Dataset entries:
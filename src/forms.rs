//! Form State and Validation
//!
//! Text-input state for the recipe, category and account forms, and the
//! conversion of that state into request payloads. Validation is limited to
//! required fields and simple ranges; the backend remains authoritative.

use thiserror::Error;

use crate::models::{
    CategoryInput, IngredientInput, LoginRequest, Recipe, RecipeInput, RegisterRequest,
};

/// Largest accepted image upload (5 MiB)
pub const MAX_IMAGE_BYTES: u64 = 5 * 1024 * 1024;

/// Image extensions the backend accepts
pub const ALLOWED_IMAGE_EXTENSIONS: [&str; 5] = ["jpg", "jpeg", "png", "gif", "webp"];

/// Minimum password length for login, registration and resets
pub const MIN_PASSWORD_LEN: usize = 8;

/// Longest category name
pub const MAX_CATEGORY_NAME_LEN: usize = 100;

/// Form validation failures, displayed inline as-is
#[derive(Error, Debug, Clone, PartialEq)]
pub enum ValidationError {
    #[error("{0} is required")]
    Required(&'static str),

    #[error("{0} must be a number")]
    NotANumber(&'static str),

    #[error("{field} must be at least {min}")]
    BelowMinimum { field: &'static str, min: f64 },

    #[error("Rating must be between 0 and 5")]
    RatingOutOfRange,

    #[error("Image file too large. Maximum size is 5MB.")]
    ImageTooLarge,

    #[error("Invalid file type. Allowed types: .jpg, .jpeg, .png, .gif, .webp")]
    ImageType,

    #[error("Please enter a valid email address")]
    InvalidEmail,

    #[error("Password must be at least 8 characters")]
    PasswordTooShort,

    #[error("Passwords do not match")]
    PasswordMismatch,

    #[error("Category name must be at most 100 characters")]
    NameTooLong,

    #[error("Please select at least one recipe")]
    NoRecipesSelected,
}

/// Whether a recipe form creates or edits
#[derive(Debug, Clone, Copy, PartialEq, Eq)]
pub enum FormMode {
    Create,
    Edit,
}

impl FormMode {
    fn past_tense(&self) -> &'static str {
        match self {
            FormMode::Create => "created",
            FormMode::Edit => "updated",
        }
    }

    /// Whether the form still moves on to the saved recipe when its image
    /// upload fails. A new recipe leaves the form; an edit stays for a retry.
    pub fn leaves_form_on_upload_failure(&self) -> bool {
        matches!(self, FormMode::Create)
    }
}

/// One editable ingredient row
#[derive(Debug, Clone, Default, PartialEq)]
pub struct IngredientRow {
    pub name: String,
    pub amount: String,
    pub unit: String,
}

#[derive(Debug, Clone, Copy, PartialEq, Eq)]
pub enum IngredientField {
    Name,
    Amount,
    Unit,
}

/// Local image picked for upload
#[derive(Debug, Clone, PartialEq)]
pub struct ImageFile {
    pub name: String,
    pub size: u64,
}

impl ImageFile {
    /// "photo.jpg (1.5 MB)"
    pub fn summary(&self) -> String {
        format!(
            "{} ({:.1} MB)",
            self.name,
            self.size as f64 / (1024.0 * 1024.0)
        )
    }
}

/// Check an image's size and extension before accepting it
pub fn check_image_file(name: &str, size: u64) -> Result<(), ValidationError> {
    if size > MAX_IMAGE_BYTES {
        return Err(ValidationError::ImageTooLarge);
    }
    let extension = name
        .rsplit_once('.')
        .map(|(_, ext)| ext.to_lowercase())
        .unwrap_or_default();
    if !ALLOWED_IMAGE_EXTENSIONS.contains(&extension.as_str()) {
        return Err(ValidationError::ImageType);
    }
    Ok(())
}

/// Message shown when the recipe saved but its image did not
pub fn upload_failure_message(mode: FormMode, error: &str) -> String {
    format!(
        "Recipe {}, but image upload failed: {}",
        mode.past_tense(),
        error
    )
}

/// Recipe create/edit form state
#[derive(Debug, Clone, PartialEq)]
pub struct RecipeForm {
    pub title: String,
    pub description: String,
    pub instructions: String,
    pub prep_time: String,
    pub cook_time: String,
    pub servings: String,
    pub calories: String,
    pub protein: String,
    pub carbohydrates: String,
    pub fat: String,
    pub rating: Option<f64>,
    pub image_url: String,
    pub image_file: Option<ImageFile>,
    pub category_id: Option<i64>,
    pub ingredients: Vec<IngredientRow>,
}

impl Default for RecipeForm {
    fn default() -> Self {
        Self {
            title: String::new(),
            description: String::new(),
            instructions: String::new(),
            prep_time: String::new(),
            cook_time: String::new(),
            servings: String::new(),
            calories: String::new(),
            protein: String::new(),
            carbohydrates: String::new(),
            fat: String::new(),
            rating: None,
            image_url: String::new(),
            image_file: None,
            category_id: None,
            ingredients: vec![IngredientRow::default()],
        }
    }
}

fn opt_to_text<T: ToString>(value: Option<T>) -> String {
    value.map(|v| v.to_string()).unwrap_or_default()
}

impl RecipeForm {
    pub fn new() -> Self {
        Self::default()
    }

    /// Populate the form from an existing recipe for editing
    pub fn from_recipe(recipe: &Recipe) -> Self {
        let ingredients = if recipe.ingredients.is_empty() {
            vec![IngredientRow::default()]
        } else {
            recipe
                .ingredients
                .iter()
                .map(|ing| IngredientRow {
                    name: ing.name.clone(),
                    amount: ing.amount.clone().unwrap_or_default(),
                    unit: ing.unit.clone().unwrap_or_default(),
                })
                .collect()
        };

        Self {
            title: recipe.title.clone(),
            description: recipe.description.clone().unwrap_or_default(),
            instructions: recipe.instructions.clone(),
            prep_time: opt_to_text(recipe.prep_time),
            cook_time: opt_to_text(recipe.cook_time),
            servings: opt_to_text(recipe.servings),
            calories: opt_to_text(recipe.calories),
            protein: opt_to_text(recipe.protein),
            carbohydrates: opt_to_text(recipe.carbohydrates),
            fat: opt_to_text(recipe.fat),
            rating: recipe.rating,
            image_url: recipe.image_url.clone().unwrap_or_default(),
            image_file: None,
            category_id: recipe.category_id,
            ingredients,
        }
    }

    pub fn add_ingredient(&mut self) {
        self.ingredients.push(IngredientRow::default());
    }

    /// Remove a row; the last remaining row is cleared instead
    pub fn remove_ingredient(&mut self, index: usize) {
        if index >= self.ingredients.len() {
            return;
        }
        self.ingredients.remove(index);
        if self.ingredients.is_empty() {
            self.ingredients.push(IngredientRow::default());
        }
    }

    pub fn update_ingredient(&mut self, index: usize, field: IngredientField, value: &str) {
        if let Some(row) = self.ingredients.get_mut(index) {
            let target = match field {
                IngredientField::Name => &mut row.name,
                IngredientField::Amount => &mut row.amount,
                IngredientField::Unit => &mut row.unit,
            };
            *target = value.to_string();
        }
    }

    /// Accept a local image; a rejected file leaves no file selected
    pub fn select_image_file(&mut self, name: &str, size: u64) -> Result<(), ValidationError> {
        match check_image_file(name, size) {
            Ok(()) => {
                self.image_file = Some(ImageFile {
                    name: name.to_string(),
                    size,
                });
                Ok(())
            }
            Err(e) => {
                self.image_file = None;
                Err(e)
            }
        }
    }

    pub fn clear_image_file(&mut self) {
        self.image_file = None;
    }

    /// Whether an upload must follow the save
    pub fn has_pending_upload(&self) -> bool {
        self.image_file.is_some()
    }

    /// Ingredient rows that will be submitted
    pub fn valid_ingredients(&self) -> Vec<IngredientInput> {
        self.ingredients
            .iter()
            .filter(|row| !row.name.trim().is_empty())
            .map(|row| IngredientInput {
                name: row.name.trim().to_string(),
                amount: non_blank(&row.amount),
                unit: non_blank(&row.unit),
            })
            .collect()
    }

    /// Validate and build the request payload
    pub fn to_input(&self, mode: FormMode) -> Result<RecipeInput, ValidationError> {
        let title = self.title.trim();
        if title.is_empty() {
            return Err(ValidationError::Required("Recipe title"));
        }

        let instructions = non_blank(&self.instructions);
        if mode == FormMode::Create && instructions.is_none() {
            return Err(ValidationError::Required("Instructions"));
        }

        if let Some(rating) = self.rating {
            if !(0.0..=5.0).contains(&rating) {
                return Err(ValidationError::RatingOutOfRange);
            }
        }

        // A chosen file replaces any URL; the upload sets it afterwards
        let image_url = if self.image_file.is_some() {
            None
        } else {
            non_blank(&self.image_url)
        };

        Ok(RecipeInput {
            title: title.to_string(),
            description: non_blank(&self.description),
            instructions,
            prep_time: parse_whole("Prep time", &self.prep_time, 0)?,
            cook_time: parse_whole("Cook time", &self.cook_time, 0)?,
            servings: parse_whole("Servings", &self.servings, 1)?,
            calories: parse_whole("Calories", &self.calories, 0)?,
            protein: parse_amount("Protein", &self.protein)?,
            carbohydrates: parse_amount("Carbohydrates", &self.carbohydrates)?,
            fat: parse_amount("Fat", &self.fat)?,
            rating: self.rating,
            image_url,
            category_id: self.category_id,
            ingredients: self.valid_ingredients(),
        })
    }
}
async fn run_admin(
    client: &RecipeClient,
    command: AdminCommand,
    format: OutputFormat,
) -> anyhow::Result<()> {
    match command {
        AdminCommand::Stats => {
            let stats = client.admin_stats().await?;
            if format == OutputFormat::Json {
                println!("{}", serde_json::to_string_pretty(&stats)?);
            } else {
                println!("Users:       {} ({} active, {} admins)", stats.total_users, stats.active_users, stats.admin_users);
                println!("Recipes:     {} ({} public)", stats.total_recipes, stats.public_recipes);
                println!("Meal plans:  {}", stats.total_meal_plans);
                println!("Categories:  {}", stats.total_categories);
            }
        }
        AdminCommand::Users => {
            let dashboard = client.admin_dashboard().await?;
            print_users(&dashboard.users, format)?;
        }
        AdminCommand::ToggleActive { user_id } => {
            let user = find_user(client, user_id).await?;
            let user = client.admin_toggle_active(&user).await?;
            println!(
                "{} is now {}",
                user.email,
                if user.is_active { "active" } else { "inactive" }
            );
        }
        AdminCommand::ToggleAdmin { user_id } => {
            let user = find_user(client, user_id).await?;
            let user = client.admin_toggle_admin(&user).await?;
            println!(
                "{} is {}",
                user.email,
                if user.is_admin { "now an admin" } else { "no longer an admin" }
            );
        }
        AdminCommand::ResetPassword { user_id, password } => {
            client.admin_reset_password(user_id, &password).await?;
            println!("Password reset for user {}", user_id);
        }
        AdminCommand::DeleteUser { user_id } => {
            client.admin_delete_user(user_id).await?;
            println!("Deleted user {}", user_id);
        }
        AdminCommand::Recipes => {
            let recipes = client.admin_recipes().await?;
            print_recipes(&recipes, format)?;
        }
        AdminCommand::DeleteRecipe { id } => {
            client.admin_delete_recipe(id).await?;
            println!("Deleted recipe {}", id);
        }
        AdminCommand::MealPlans => {
            let plans = client.admin_meal_plans().await?;
            print_meal_plans(&plans, format)?;
        }
        AdminCommand::DeleteMealPlan { id } => {
            client.admin_delete_meal_plan(id).await?;
            println!("Deleted meal plan {}", id);
        }
    }
    Ok(())
}

async fn find_user(client: &RecipeClient, user_id: i64) -> anyhow::Result<User> {
    let users = client
        .admin_users(0, recipe_manager::client::ADMIN_USERS_PAGE)
        .await?;
    users
        .into_iter()
        .find(|u| u.id == user_id)
        .with_context(|| format!("User {} not found", user_id))
}

// ============================================
// Output
// ============================================

fn print_json<T: Serialize + ?Sized>(value: &T) -> anyhow::Result<()> {
    println!("{}", serde_json::to_string_pretty(value)?);
    Ok(())
}

fn print_csv_rows(header: &[&str], rows: Vec<Vec<String>>) -> anyhow::Result<()> {
    let mut wtr = csv::Writer::from_writer(std::io::stdout());
    wtr.write_record(header)?;
    for row in rows {
        wtr.write_record(&row)?;
    }
    wtr.flush()?;
    Ok(())
}

fn truncate(text: &str, width: usize) -> String {
    if text.chars().count() <= width {
        text.to_string()
    } else {
        let cut: String = text.chars().take(width.saturating_sub(1)).collect();
        format!("{}…", cut)
    }
}

fn print_recipes(recipes: &[Recipe], format: OutputFormat) -> anyhow::Result<()> {
    match format {
        OutputFormat::Json => print_json(recipes)?,
        OutputFormat::Csv => print_csv_rows(
            &["id", "title", "category", "total_minutes", "rating", "public"],
            recipes
                .iter()
                .map(|r| {
                    vec![
                        r.id.to_string(),
                        r.title.clone(),
                        r.category.as_ref().map(|c| c.name.clone()).unwrap_or_default(),
                        r.total_time().to_string(),
                        r.rating.map(|v| v.to_string()).unwrap_or_default(),
                        r.is_public.to_string(),
                    ]
                })
                .collect(),
        )?,
        OutputFormat::Table => {
            if recipes.is_empty() {
                println!("No recipes found.");
                return Ok(());
            }
            println!("{:<6} {:<32} {:<16} {:<12} {}", "ID", "Title", "Category", "Time", "Rating");
            println!("{}", "-".repeat(76));
            for recipe in recipes {
                let time = match recipe.total_time() {
                    0 => "-".to_string(),
                    minutes => format_minutes(minutes),
                };
                println!(
                    "{:<6} {:<32} {:<16} {:<12} {}",
                    recipe.id,
                    truncate(&recipe.title, 32),
                    truncate(recipe.category.as_ref().map(|c| c.name.as_str()).unwrap_or("-"), 16),
                    time,
                    rating_text(recipe.rating).unwrap_or_else(|| "-".to_string())
                );
            }
        }
    }
    Ok(())
}

fn print_recipe(client: &RecipeClient, recipe: &Recipe, format: OutputFormat) -> anyhow::Result<()> {
    if format != OutputFormat::Table {
        return print_json(recipe);
    }

    println!("{}", recipe.title);
    println!("{}", "=".repeat(recipe.title.chars().count()));
    if let Some(description) = &recipe.description {
        println!("{}", description);
    }
    println!();

    if let Some(category) = &recipe.category {
        println!("Category:  {}", category.name);
    }
    if let Some(prep) = recipe.prep_time {
        println!("Prep:      {}", format_minutes(prep));
    }
    if let Some(cook) = recipe.cook_time {
        println!("Cook:      {}", format_minutes(cook));
    }
    if let Some(servings) = recipe.servings {
        println!("Servings:  {}", servings);
    }
    if let Some(rating) = rating_text(recipe.rating) {
        println!("Rating:    {} / 5", rating);
    }
    if let Some(url) = image_url(client.base_url(), recipe.image_url.as_deref()) {
        println!("Image:     {}", url);
    }

    if recipe.has_nutrition() {
        println!();
        println!("Nutrition (per serving):");
        if let Some(calories) = recipe.calories {
            println!("  Calories:       {}", calories);
        }
        for (label, value) in [
            ("Protein", recipe.protein),
            ("Carbohydrates", recipe.carbohydrates),
            ("Fat", recipe.fat),
        ] {
            if let Some(grams) = value {
                println!("  {:<15} {}g", format!("{}:", label), grams);
            }
        }
    }

    if !recipe.ingredients.is_empty() {
        println!();
        println!("Ingredients:");
        for ingredient in &recipe.ingredients {
            println!(
                "  - {}",
                recipe_manager::display::ingredient_line(
                    &ingredient.name,
                    ingredient.amount.as_deref(),
                    ingredient.unit.as_deref()
                )
            );
        }
    }

    if !recipe.instructions.trim().is_empty() {
        println!();
        println!("Instructions:");
        for line in recipe.instructions.lines() {
            println!("  {}", line);
        }
    }
    Ok(())
}

fn print_categories(categories: &[Category], format: OutputFormat) -> anyhow::Result<()> {
    match format {
        OutputFormat::Json => print_json(categories)?,
        OutputFormat::Csv => print_csv_rows(
            &["id", "name", "description"],
            categories
                .iter()
                .map(|c| {
                    vec![
                        c.id.to_string(),
                        c.name.clone(),
                        c.description.clone().unwrap_or_default(),
                    ]
                })
                .collect(),
        )?,
        OutputFormat::Table => {
            if categories.is_empty() {
                println!("No categories yet.");
                return Ok(());
            }
            println!("{:<6} {:<24} {}", "ID", "Name", "Description");
            println!("{}", "-".repeat(60));
            for category in categories {
                println!(
                    "{:<6} {:<24} {}",
                    category.id,
                    truncate(&category.name, 24),
                    category.description.as_deref().unwrap_or("-")
                );
            }
        }
    }
    Ok(())
}

fn print_meal_plans(plans: &[MealPlan], format: OutputFormat) -> anyhow::Result<()> {
    match format {
        OutputFormat::Json => print_json(plans)?,
        OutputFormat::Csv => print_csv_rows(
            &["id", "date", "meal_type", "recipe_id", "recipe", "notes"],
            plans
                .iter()
                .map(|p| {
                    vec![
                        p.id.to_string(),
                        p.date.to_string(),
                        p.meal_type.to_string(),
                        p.recipe_id.to_string(),
                        p.recipe_title().unwrap_or_default().to_string(),
                        p.notes.clone().unwrap_or_default(),
                    ]
                })
                .collect(),
        )?,
        OutputFormat::Table => {
            if plans.is_empty() {
                println!("No meals planned.");
                return Ok(());
            }
            println!("{:<6} {:<12} {:<10} {:<32} {}", "ID", "Date", "Meal", "Recipe", "Notes");
            println!("{}", "-".repeat(76));
            for plan in plans {
                println!(
                    "{:<6} {:<12} {:<10} {:<32} {}",
                    plan.id,
                    plan.date,
                    plan.meal_type.label(),
                    truncate(plan.recipe_title().unwrap_or("-"), 32),
                    plan.notes.as_deref().unwrap_or("")
                );
            }
        }
    }
    Ok(())
}

fn print_week(grid: &recipe_manager::WeekGrid) {
    const CELL: usize = 14;
    let week = grid.week();
    println!("{}", week.range_label());
    println!();

    print!("{:<10}", "");
    for day in week.days() {
        print!(" | {:<width$}", format!("{} {}", &day_name(day)[..3], short_label(day)), width = CELL);
    }
    println!();
    println!("{}", "-".repeat(10 + 7 * (CELL + 3)));

    for (meal_type, cells) in grid.rows() {
        print!("{:<10}", meal_type.label());
        for (_, plan) in cells {
            let text = plan
                .map(|p| p.recipe_title().map(str::to_string).unwrap_or_else(|| format!("#{}", p.recipe_id)))
                .unwrap_or_else(|| "-".to_string());
            print!(" | {:<width$}", truncate(&text, CELL), width = CELL);
        }
        println!();
    }

    println!();
    println!("{} meals planned", grid.planned_count());
}

fn print_users(users: &[User], format: OutputFormat) -> anyhow::Result<()> {
    match format {
        OutputFormat::Json => print_json(users)?,
        OutputFormat::Csv => print_csv_rows(
            &["id", "email", "full_name", "is_active", "is_admin"],
            users
                .iter()
                .map(|u| {
                    vec![
                        u.id.to_string(),
                        u.email.clone(),
                        u.full_name.clone().unwrap_or_default(),
                        u.is_active.to_string(),
                        u.is_admin.to_string(),
                    ]
                })
                .collect(),
        )?,
        OutputFormat::Table => {
            println!("{:<6} {:<32} {:<24} {:<8} {}", "ID", "Email", "Name", "Active", "Admin");
            println!("{}", "-".repeat(80));
            for user in users {
                println!(
                    "{:<6} {:<32} {:<24} {:<8} {}",
                    user.id,
                    truncate(&user.email, 32),
                    truncate(user.full_name.as_deref().unwrap_or("-"), 24),
                    if user.is_active { "yes" } else { "no" },
                    if user.is_admin { "yes" } else { "no" }
                );
            }
        }
    }
    Ok(())
}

DIRECTIONS ::
The first line of the entries above marks where to begin; repeat each line exactly through the one that contains "displayed inline as-is", and include that line.

RESULT OF THE TASK ::
filename src/forms.rs
//! Form State and Validation
//!
//! Text-input state for the recipe, category and account forms, and the
//! conversion of that state into request payloads. Validation is limited to
//! required fields and simple ranges; the backend remains authoritative.

use thiserror::Error;

use crate::models::{
    CategoryInput, IngredientInput, LoginRequest, Recipe, RecipeInput, RegisterRequest,
};

/// Largest accepted image upload (5 MiB)
pub const MAX_IMAGE_BYTES: u64 = 5 * 1024 * 1024;

/// Image extensions the backend accepts
pub const ALLOWED_IMAGE_EXTENSIONS: [&str; 5] = ["jpg", "jpeg", "png", "gif", "webp"];

/// Minimum password length for login, registration and resets
pub const MIN_PASSWORD_LEN: usize = 8;

/// Longest category name
pub const MAX_CATEGORY_NAME_LEN: usize = 100;

/// Form validation failures, displayed inline as-is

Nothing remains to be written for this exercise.